Give back exactly the lines of the material below, starting with the line with "count mismatch: expected" and going on through the line with "provedor de autenticação".
────────────────
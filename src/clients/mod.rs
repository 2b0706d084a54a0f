//! External collaborator boundaries: text embedding and text generation.
//!
//! The pipeline reaches its backends only through [`EmbeddingClient`] and
//! [`CompletionClient`]. Nothing here retries: a failed call surfaces as-is,
//! and retry or timeout policy belongs to the backend client (for the HTTP
//! implementation, the underlying `reqwest::Client`). The deterministic
//! mocks are public so downstream tests can run the full pipeline offline.

mod mock;
mod openai;

pub use mock::{MockCompletionClient, MockEmbeddingClient};
pub use openai::OpenAiCompatClient;

use async_trait::async_trait;
use thiserror::Error;

/// Failure surfaced by a text-embedding backend.
#[derive(Debug, Error)]
pub enum EmbeddingClientError {
    #[error("embedding request failed: {0}")]
    Request(String),

    #[error("embedding response malformed: {0}")]
    InvalidResponse(String),

    /// The backend returned a different number of vectors than inputs.
    #[error("embedding count mismatch: expected {expected}, got {got}")]
    CountMismatch { expected: usize, got: usize },
}

/// Failure surfaced by a text-generation backend.
#[derive(Debug, Error)]
pub enum CompletionClientError {
    #[error("completion request failed: {0}")]
    Request(String),

    #[error("completion response malformed: {0}")]
    InvalidResponse(String),

    #[error("completion response contained no choices")]
    EmptyResponse,
}

/// Maps texts to fixed-length vectors, one per input, in input order.
#[async_trait]
pub trait EmbeddingClient: Send + Sync {
    async fn embed(
        &self,
        model: &str,
        inputs: &[String],
    ) -> Result<Vec<Vec<f32>>, EmbeddingClientError>;
}

/// Produces one text completion for a system prompt + user prompt pair.
#[async_trait]
pub trait CompletionClient: Send + Sync {
    async fn complete(
        &self,
        model: &str,
        system_prompt: &str,
        prompt: &str,
    ) -> Result<String, CompletionClientError>;
}
// src/models/auth.rs

use serde::{Deserialize, Serialize};
use uuid::Uuid;

// Estrutura de dados ("claims") dentro do JWT emitido pelo provedor de autenticação
#[derive(Debug, Serialize, Deserialize)]
pub struct Claims {
    pub sub: Uuid,  // Subject (ID do usuário no provedor)
    pub exp: usize, // Expiration time (quando o token expira)
    #[serde(default)]
    pub iat: Option<usize>, // Issued At
    #[serde(default)]
    pub email: Option<String>,
}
────────────────
## EXPECTED ANSWER
    #[error("embedding count mismatch: expected {expected}, got {got}")]
    CountMismatch { expected: usize, got: usize },
}

/// Failure surfaced by a text-generation backend.
#[derive(Debug, Error)]
pub enum CompletionClientError {
    #[error("completion request failed: {0}")]
    Request(String),

    #[error("completion response malformed: {0}")]
    InvalidResponse(String),

    #[error("completion response contained no choices")]
    EmptyResponse,
}

/// Maps texts to fixed-length vectors, one per input, in input order.
#[async_trait]
pub trait EmbeddingClient: Send + Sync {
    async fn embed(
        &self,
        model: &str,
        inputs: &[String],
    ) -> Result<Vec<Vec<f32>>, EmbeddingClientError>;
}

/// Produces one text completion for a system prompt + user prompt pair.
#[async_trait]
pub trait CompletionClient: Send + Sync {
    async fn complete(
        &self,
        model: &str,
        system_prompt: &str,
        prompt: &str,
    ) -> Result<String, CompletionClientError>;
}
// src/models/auth.rs

use serde::{Deserialize, Serialize};
use uuid::Uuid;

// Estrutura de dados ("claims") dentro do JWT emitido pelo provedor de autenticação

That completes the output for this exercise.